ASSIGNED TASK: Lines that include "usize" make up the answer; copy all of them from the data below.

Stored items:
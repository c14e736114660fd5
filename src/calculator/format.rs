//! Number parsing and display formatting.
//!
//! Display values carry at most [`SIGNIFICANT_DIGITS`] significant digits.
//! Magnitudes that cannot be shown that way in plain decimal notation fall
//! back to scientific notation (`1.5e15`), which still parses back.

use super::error::MathError;

/// Significant digits kept when formatting a result.
pub const SIGNIFICANT_DIGITS: usize = 12;

/// Smallest decimal exponent still rendered in plain notation.
const MIN_PLAIN_EXPONENT: i32 = -11;

/// Parse a display value. Returns `None` for the error sentinel, partial
/// input such as `"-"`, and non-finite values.
pub fn parse(text: &str) -> Option<f64> {
    let value: f64 = text.parse().ok()?;
    value.is_finite().then_some(value)
}

/// Format a number for the display.
///
/// Trailing zeros after the decimal point are trimmed and integers render
/// without a point. Non-finite values cannot be displayed and report
/// [`MathError::Overflow`].
pub fn format_number(value: f64) -> Result<String, MathError> {
    if !value.is_finite() {
        return Err(MathError::Overflow);
    }
    if value == 0.0 {
        return Ok("0".to_string());
    }

    // The exponent after rounding to the digit budget, so 999999999999.7
    // is treated as 1e12
    let scientific = format!("{:.*e}", SIGNIFICANT_DIGITS - 1, value);
    let Some((mantissa, exponent)) = scientific.split_once('e') else {
        return Err(MathError::Overflow);
    };
    let exponent: i32 = exponent.parse().map_err(|_| MathError::Overflow)?;
    if exponent >= SIGNIFICANT_DIGITS as i32 || exponent < MIN_PLAIN_EXPONENT {
        return Ok(format!("{}e{}", trim_fraction(mantissa), exponent));
    }

    let decimals = (SIGNIFICANT_DIGITS as i32 - 1 - exponent).max(0) as usize;
    let formatted = format!("{:.*}", decimals, value);
    let trimmed = trim_fraction(&formatted);

    // Rounding can leave a bare negative zero behind
    if trimmed == "-0" {
        Ok("0".to_string())
    } else {
        Ok(trimmed.to_string())
    }
}

fn trim_fraction(text: &str) -> &str {
    if text.contains('.') {
        text.trim_end_matches('0').trim_end_matches('.')
    } else {
        text
    }
}

/// Insert thousand separators into the integer part of a display value.
///
/// Anything after the integer part (fraction, exponent) is kept as is, and
/// values without a leading integer part (the error sentinel) are returned
/// unchanged.
pub fn group_thousands(text: &str) -> String {
    let (sign, unsigned) = match text.strip_prefix('-') {
        Some(rest) => ("-", rest),
        None => ("", text),
    };

    let split = unsigned
        .find(|c: char| !c.is_ascii_digit())
        .unwrap_or(unsigned.len());
    let (int_part, rest) = unsigned.split_at(split);
    if int_part.is_empty() {
        return text.to_string();
    }

    let mut reversed = String::with_capacity(int_part.len() + int_part.len() / 3);
    for (i, c) in int_part.chars().rev().enumerate() {
        if i > 0 && i % 3 == 0 {
            reversed.push(',');
        }
        reversed.push(c);
    }
    let grouped: String = reversed.chars().rev().collect();

    format!("{}{}{}", sign, grouped, rest)
}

EXPECTED OUTPUT:
pub const SIGNIFICANT_DIGITS: usize = 12;
    let decimals = (SIGNIFICANT_DIGITS as i32 - 1 - exponent).max(0) as usize;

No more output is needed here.